In the meantime, I might throw in a few smaller fics and oneshots exploring events that were brought up but not detailed in this fic, and potentially other people's perspectives of the events of Cat's Paws. The main story will continue to be in Shouta's perspective, though. Thank you all for reading, and enjoy the last installment of I Borrowed a Cat's Paws! ₍^. .^₎⟆ \(^o^)/

(See the end of the chapter for more notes.)

Chapter Text

Shouta’s eyes twitched, blood pouring down his face and trailing down his arms. He needed to keep his eyes open, needed to keep watching or- or- Bakugou was burning- Toga was screaming - Midoriya was bleeding- Asui was cold, too cold, fingers turning blue- Spinner’s scales were almost purple with the cold- Todoroki’s warm blood felt like ice on his skin- Koda had his hands over his ears, sobbing desperately- Every one of Yaoyorozu’s ribs was visible under paper-thin skin- Kaminari was fried by his own Quirk and wandering helplessly through enemies- Shouta couldn’t see. 

He reached for his student, but his hand moved too slowly. Loops of his own capture weapon were tangled around his arm, tight enough to cut off his blood flow, tight enough to strain at his bones, tight enough that Shouta could hardly move, reaching and straining against the cords coiled around him. But he wasn’t strong enough. He wasn’t fast enough. He wasn’t good enough. 

Every time, he fell short. Bakugou turned to ash.
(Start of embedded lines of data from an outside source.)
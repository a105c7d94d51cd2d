// SPDX-License-Identifier: BUSL-1.1
// Copyright (c) 2026 Alfred Jean LLC

//! Centralized environment variable access.

use std::path::PathBuf;
use std::time::Duration;

use yajn_adapters::FeedParserKind;

use crate::lifecycle::LifecycleError;

/// Resolve state directory: YAJN_STATE_DIR > XDG_STATE_HOME/yajn > ~/.local/state/yajn
pub fn state_dir() -> Result<PathBuf, LifecycleError> {
    if let Ok(dir) = std::env::var("YAJN_STATE_DIR") {
        return Ok(PathBuf::from(dir));
    }
    if let Ok(xdg) = std::env::var("XDG_STATE_HOME") {
        return Ok(PathBuf::from(xdg).join("yajn"));
    }
    let home = std::env::var("HOME").map_err(|_| LifecycleError::NoStateDir)?;
    Ok(PathBuf::from(home).join(".local/state/yajn"))
}

/// HTTP request timeout override
pub fn http_timeout() -> Option<Duration> {
    std::env::var("YAJN_HTTP_TIMEOUT_MS")
        .ok()
        .and_then(|s| s.parse::<u64>().ok())
        .map(Duration::from_millis)
}

/// Feed parser override (`permissive` or `strict`); unknown values are ignored
pub fn feed_parser() -> Option<FeedParserKind> {
    std::env::var("YAJN_FEED_PARSER").ok().and_then(|s| s.parse().ok())
}

#[cfg(test)]
#[path = "env_tests.rs"]
mod tests;
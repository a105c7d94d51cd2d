// SPDX-License-Identifier: BUSL-1.1
// Copyright (c) 2026 Alfred Jean LLC

//! Whole-file writes that readers never observe half-done.

use std::fs;
use std::io::{self, Write};
use std::path::{Path, PathBuf};

const MAX_BAK_FILES: u32 = 3;

/// Replace `path` with `contents` via a uniquely named temp file in the
/// same directory and a rename.
///
/// Several processes save the same file; each write gets its own temp file
/// so one writer's rename never moves another writer's bytes.
pub(crate) fn write_atomic(path: &Path, contents: &[u8]) -> io::Result<()> {
    let dir = path.parent().unwrap_or_else(|| Path::new("."));
    let mut tmp = tempfile::Builder::new().prefix(".").suffix(".tmp").tempfile_in(dir)?;
    tmp.write_all(contents)?;
    tmp.as_file().sync_all()?;
    tmp.persist(path).map_err(|e| e.error)?;
    Ok(())
}

/// File contents, or `None` when the file does not exist.
pub(crate) fn read_optional(path: &Path) -> io::Result<Option<String>> {
    match fs::read_to_string(path) {
        Ok(text) => Ok(Some(text)),
        Err(e) if e.kind() == io::ErrorKind::NotFound => Ok(None),
        Err(e) => Err(e),
    }
}

/// Move an unreadable file out of the way, returning where it went.
pub(crate) fn quarantine(path: &Path) -> io::Result<PathBuf> {
    let bak = rotate_bak_path(path);
    fs::rename(path, &bak)?;
    Ok(bak)
}

/// Pick the next `.bak` / `.bak.N` path, rotating older backups out.
///
/// Keeps up to [`MAX_BAK_FILES`] backups: `.bak`, `.bak.2`, `.bak.3`.
pub(crate) fn rotate_bak_path(path: &Path) -> PathBuf {
    let bak = |n: u32| {
        if n == 1 {
            path.with_extension("bak")
        } else {
            path.with_extension(format!("bak.{n}"))
        }
    };

    let oldest = bak(MAX_BAK_FILES);
    if oldest.exists() {
        let _ = fs::remove_file(&oldest);
    }
    for n in (1..MAX_BAK_FILES).rev() {
        let src = bak(n);
        if src.exists() {
            let _ = fs::rename(&src, bak(n + 1));
        }
    }

    bak(1)
}

#[cfg(test)]
#[path = "files_tests.rs"]
mod tests;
Asui’s face turned pale and cold, eyes glazed over. Toga was bleeding. Bleeding, bleeding, so much blood, too much blood, it was spilling like a river over the ground until it rushed around Shouta’s knees. Around his waist. Up to his shoulders as he still strained against the tight coils of his own capture weapon. All the way to his throat, where it mingled with Shouta’s own blood and rose higher and higher still, and Shouta was desperate to stay afloat, to pull free from the restraints dragging him downwards, until hands reached up from the blood, familiar hands, hands of all the people he had failed. 

They clawed at his skin, gripping his shirt and closing around his arms, dragging him down down down until his head was yanked below the tide of thick crimson blood. 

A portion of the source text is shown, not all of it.